Directions: Collect each line of the records containing the string "derive".

- Opening Delimiter -

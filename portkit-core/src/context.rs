//! Per-request context carried through every pipeline stage.

use std::fmt;
use std::time::{Duration, Instant};

use chrono::{DateTime, Utc};
use uuid::Uuid;

/// Unique identifier for a single pipeline run.
#[derive(Debug, Clone, Copy, PartialEq, Eq, Hash)]
pub struct RequestId(Uuid);

impl RequestId {
    /// Creates a new random `RequestId`.
    #[must_use]
    pub fn new() -> Self {
        Self(Uuid::new_v4())
    }

    /// Returns the inner `Uuid`.
    #[must_use]
    pub fn as_uuid(&self) -> Uuid {
        self.0
    }
}

impl Default for RequestId {
    fn default() -> Self {
        Self::new()
    }
}

impl fmt::Display for RequestId {
    fn fmt(&self, f: &mut fmt::Formatter<'_>) -> fmt::Result {
        write!(f, "{}", self.0)
    }
}

impl From<Uuid> for RequestId {
    fn from(uuid: Uuid) -> Self {
        Self(uuid)
    }
}

/// Request-scoped values handed to the decoder, the endpoint, the encoder
/// and the error handler.
///
/// The pipeline itself never inspects the deadline. Collaborators that want
/// early exit on expiry check [`Context::is_expired`] themselves.
#[derive(Debug, Clone)]
pub struct Context {
    request_id: RequestId,
    received_at: DateTime<Utc>,
    deadline: Option<Instant>,
}

impl Context {
    /// Create a context with a fresh request ID and no deadline.
    #[must_use]
    pub fn new() -> Self {
        Self {
            request_id: RequestId::new(),
            received_at: Utc::now(),
            deadline: None,
        }
    }

    /// Replace the request ID, e.g. with one propagated by the caller.
    #[must_use]
    pub fn with_request_id(mut self, request_id: RequestId) -> Self {
        self.request_id = request_id;
        self
    }

    /// Set an absolute deadline.
    #[must_use]
    pub fn with_deadline(mut self, deadline: Instant) -> Self {
        self.deadline = Some(deadline);
        self
    }

    /// Set a deadline `timeout` from now.
    #[must_use]
    pub fn with_timeout(self, timeout: Duration) -> Self {
        self.with_deadline(Instant::now() + timeout)
    }

    #[must_use]
    pub fn request_id(&self) -> RequestId {
        self.request_id
    }

    /// Wall-clock time at which the request was received.
    #[must_use]
    pub fn received_at(&self) -> DateTime<Utc> {
        self.received_at
    }

    #[must_use]
    pub fn deadline(&self) -> Option<Instant> {
        self.deadline
    }

    /// Time left until the deadline. `None` when no deadline is set;
    /// `Some(Duration::ZERO)` once it has passed.
    #[must_use]
    pub fn remaining(&self) -> Option<Duration> {
        self.deadline
            .map(|d| d.saturating_duration_since(Instant::now()))
    }

    /// Return `true` if a deadline is set and has passed.
    #[must_use]
    pub fn is_expired(&self) -> bool {
        self.deadline.is_some_and(|d| Instant::now() >= d)
    }
}

impl Default for Context {
    fn default() -> Self {
        Self::new()
    }
}

#[cfg(test)]
mod tests {
    use super::*;

    #[test]
    fn context_without_deadline_never_expires() {
        let ctx = Context::new();
        assert!(ctx.deadline().is_none());
        assert!(ctx.remaining().is_none());
        assert!(!ctx.is_expired(), "no deadline means never expired");
    }

    #[test]
    fn context_past_deadline_is_expired() {
        let ctx = Context::new().with_deadline(Instant::now());
        assert!(ctx.is_expired(), "deadline at now must count as expired");
        assert_eq!(ctx.remaining(), Some(Duration::ZERO));
    }

    #[test]
    fn context_with_timeout_is_not_yet_expired() {
        let ctx = Context::new().with_timeout(Duration::from_secs(60));
        assert!(!ctx.is_expired());
        let left = match ctx.remaining() {
            Some(d) => d,
            None => panic!("timeout must set a deadline"),
        };
        assert!(left > Duration::from_secs(59), "remaining too small: {left:?}");
    }

    #[test]
    fn context_clone_keeps_request_id() {
        let id = RequestId::from(Uuid::nil());
        let ctx = Context::new().with_request_id(id);
        assert_eq!(ctx.clone().request_id(), id);
        assert_eq!(id.to_string(), "00000000-0000-0000-0000-000000000000");
    }
}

- Closing Delimiter -

Response below:
#[derive(Debug, Clone, Copy, PartialEq, Eq, Hash)]
#[derive(Debug, Clone)]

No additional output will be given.